Example 1: DSS inserts

In a recent case, I was handed a process that loaded a 1 billion row table with new data: inserts. Duplicate data was undesirable. To prevent this, the developer attached a unique index to the table and used the IBM Informix© Extended Parallel ServerTM (XPS) parallel loader in deluxe mode (in which the loaded rows are subject to all validation criteria) to reject duplicates. The load process ran at about 1 million rows per hour. Monthly, when the process had more than 10 million rows to insert, the logical logs would overflow and the engine would start to roll back all of the inserts. Because rollbacks take substantially longer to undo operations than the original operation, this meant a further 20 to 30 hours in rollbacks. In other words, there would be 30 to 40 hours devoted to a process that failed.

Why this approach doesn't work

To understand why this approach is disastrous let's take a closer look at what the engine does:

  1. The Loader reads a record from the input file (or files).
  2. The record is converted into the internal format (it is now called a row).
  3. An index lookup is performed to see if the index for this row already exists. Because this is a large table and the index is six levels deep, this means, potentially, six reads per index lookup.
  4. If the index is not found, the row is appended to a page with space on it; that page is therefore read (or may still reside in the buffer from the last insert).
  5. This may mean allocation of more extents for this table.
  6. A "before" image of this page is preserved in the physical log (before any changes)
  7. The insert is recorded in a transaction log.
  8. Periodically these data pages are flushed to disk, either through a checkpoint or a foreground write.

In a development environment with much less data, this process would have never overrun the logs, index lookups would have been much quicker, and the number of rows to insert would have been smaller. The entire procedure might have run in 20 to 30 minutes, which is quite acceptable. It is not until we run into a large table that we start having problems.
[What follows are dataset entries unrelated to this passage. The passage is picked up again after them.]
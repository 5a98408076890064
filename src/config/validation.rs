use crate::config::types::{
    FileNamingConfig, ModeKind, PermissionPolicy, Settings, SiteDescription,
};
use crate::ConfigError;
use std::collections::HashSet;

/// Validates the global settings
pub fn validate_settings(settings: &Settings) -> Result<(), ConfigError> {
    validate_user_agents(&settings.user_agents)?;
    validate_file_naming(&settings.file_naming)?;

    if settings.destination.path.as_os_str().is_empty() {
        return Err(ConfigError::Validation(
            "destination path cannot be empty".to_string(),
        ));
    }

    if let Some(policy) = &settings.destination.permissions {
        validate_permissions(policy)?;
    }

    if settings.sleep.between_pages < 0.0 || settings.sleep.between_items < 0.0 {
        return Err(ConfigError::Validation(format!(
            "sleep delays must be >= 0, got {} / {}",
            settings.sleep.between_pages, settings.sleep.between_items
        )));
    }

    Ok(())
}

fn validate_user_agents(agents: &[String]) -> Result<(), ConfigError> {
    if agents.is_empty() || agents.iter().any(|ua| ua.trim().is_empty()) {
        return Err(ConfigError::Validation(
            "user-agents must list at least one non-empty user agent".to_string(),
        ));
    }
    Ok(())
}

fn validate_file_naming(naming: &FileNamingConfig) -> Result<(), ConfigError> {
    if naming.max_chars < 1 {
        return Err(ConfigError::Validation(format!(
            "file-naming max-chars must be >= 1, got {}",
            naming.max_chars
        )));
    }

    if naming.extension.contains('/') {
        return Err(ConfigError::Validation(format!(
            "file-naming extension cannot contain '/', got '{}'",
            naming.extension
        )));
    }

    Ok(())
}

/// Parses an octal mode string such as "644" or "0o755"
pub fn parse_mode(mode: &str) -> Result<u32, ConfigError> {
    let digits = mode.trim().trim_start_matches("0o");
    u32::from_str_radix(digits, 8)
        .ok()
        .filter(|m| *m <= 0o7777)
        .ok_or_else(|| ConfigError::Validation(format!("invalid octal mode '{}'", mode)))
}

fn validate_permissions(policy: &PermissionPolicy) -> Result<(), ConfigError> {
    if let Some(mode) = &policy.mode {
        parse_mode(mode)?;
    }
    Ok(())
}

/// Validates a site description
pub fn validate_site(site: &SiteDescription) -> Result<(), ConfigError> {
    if site.name.trim().is_empty() {
        return Err(ConfigError::Validation(
            "site name cannot be empty".to_string(),
        ));
    }

    if site.domain.trim().is_empty() {
        return Err(ConfigError::Validation(format!(
            "site '{}' must declare a domain",
            site.name
        )));
    }

    if !matches!(site.base_url.scheme(), "http" | "https") || site.base_url.host_str().is_none() {
        return Err(ConfigError::InvalidUrl(format!(
            "site '{}' base-url must be an http(s) URL with a host, got '{}'",
            site.name, site.base_url
        )));
    }

    validate_modes(site)
}

fn validate_modes(site: &SiteDescription) -> Result<(), ConfigError> {
    if site.modes.is_empty() {
        return Err(ConfigError::Validation(format!(
            "site '{}' must declare at least one mode",
            site.name
        )));
    }

    let mut names = HashSet::new();
    let mut item_modes = 0;

    for mode in &site.modes {
        if !names.insert(mode.name.to_lowercase()) {
            return Err(ConfigError::Validation(format!(
                "site '{}' declares mode '{}' twice",
                site.name, mode.name
            )));
        }

        if mode.max_pages == Some(0) {
            return Err(ConfigError::Validation(format!(
                "mode '{}' max-pages must be >= 1",
                mode.name
            )));
        }

        let scraper_present = match mode.kind {
            ModeKind::Item => {
                item_modes += 1;
                site.scrapers.item.is_some()
            }
            ModeKind::Feed => site.scrapers.feed.is_some(),
            ModeKind::List => site.scrapers.list.is_some(),
        };

        if !scraper_present {
            return Err(ConfigError::Validation(format!(
                "mode '{}' of site '{}' has no {:?} scraper",
                mode.name, site.name, mode.kind
            )));
        }
    }

    if item_modes > 1 {
        return Err(ConfigError::Validation(format!(
            "site '{}' declares {} item modes, at most one is allowed",
            site.name, item_modes
        )));
    }

    if let Some(list) = &site.scrapers.list {
        if list.container.is_empty() {
            return Err(ConfigError::Validation(format!(
                "site '{}' list scraper needs at least one container selector",
                site.name
            )));
        }
        if list.pagination.max_pages == Some(0) {
            return Err(ConfigError::Validation(format!(
                "site '{}' pagination max-pages must be >= 1",
                site.name
            )));
        }
    }

    Ok(())
}
//! Download and commit pipeline
//!
//! This module handles:
//! - Filename construction under the OS byte limit
//! - Backend selection (HTTP stream, curl, wget, yt-dlp, segmented stream)
//! - Probing downloaded files and rejecting implausible ones
//! - Promoting validated artifacts and handing them to a sink

mod backends;
mod filename;
mod hls;
mod pipeline;
mod probe;

pub use backends::{fetch_artifact, BackendContext};
pub use filename::{sanitize_title, FilenameBuilder, MAX_FILENAME_BYTES};
pub use hls::{pick_best_manifest, rewrite_manifest};
pub use pipeline::{DeliveryOutcome, DownloadPipeline, DownloadRequest};
pub use probe::{validate, FfprobeProbe, Probe, ProbeReport};

use crate::config::DownloadMethod;
use crate::output::SinkError;
use crate::state::ArtifactError;
use std::path::PathBuf;
use thiserror::Error;

/// Errors from the media probe
#[derive(Debug, Error)]
pub enum ProbeError {
    #[error("IO error while probing: {0}")]
    Io(#[from] std::io::Error),

    #[error("ffprobe exited with {status} for {path}: {stderr}")]
    Failed {
        path: PathBuf,
        status: std::process::ExitStatus,
        stderr: String,
    },

    #[error("Unreadable probe output: {0}")]
    Parse(String),
}

/// Errors from the validity gate
#[derive(Debug, Error)]
pub enum ValidationError {
    #[error("Probe failed: {0}")]
    Probe(#[from] ProbeError),

    #[error("File too small: {size_bytes} bytes over {duration_secs:.1}s is below {minimum} B/s")]
    BelowThreshold {
        size_bytes: u64,
        duration_secs: f64,
        minimum: u64,
    },
}

/// Errors from a single download
#[derive(Debug, Error)]
pub enum DownloadError {
    #[error("HTTP error: {0}")]
    Http(#[from] reqwest::Error),

    #[error("Failed to start {program}: {source}")]
    Spawn {
        program: &'static str,
        source: std::io::Error,
    },

    #[error("{program} exited with {status}")]
    Command {
        program: &'static str,
        status: std::process::ExitStatus,
    },

    #[error("{method:?} backend produced no file at {path}")]
    Missing { method: DownloadMethod, path: PathBuf },

    #[error("Empty download URL")]
    EmptyUrl,

    #[error("Invalid URL '{url}': {source}")]
    InvalidUrl {
        url: String,
        source: url::ParseError,
    },

    #[error("Validation failed: {0}")]
    Validation(#[from] ValidationError),

    #[error("Artifact error: {0}")]
    Artifact(#[from] ArtifactError),

    #[error("Sink error: {0}")]
    Sink(#[from] SinkError),

    #[error("IO error: {0}")]
    Io(#[from] std::io::Error),
}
In the transactional methodology, we want to have the most recent data read or written held in a buffer, not only so that writes can be grouped together and written more efficiently, but so that the data that is requested will generally be in that buffer. To this end we allocate a substantial portion of our memory to these buffers and we worry about least recently used (LRU) queues to manage them. We seek to have a buffer read hit rate of well over 90 percent and a cache write rate of higher than 80 percent. This works well when we are working with a small set of rows; however, this presents a layer of overhead which slows things down when dealing with volume. This layer of overhead is sometimes known as the "buffer wall."

Avoiding the "buffer wall": Light scan and light append

The gating factors for our insert are:

  • We are trying to insert data through this buffer wall.
  • We are doing index lookups for each row we intend to insert.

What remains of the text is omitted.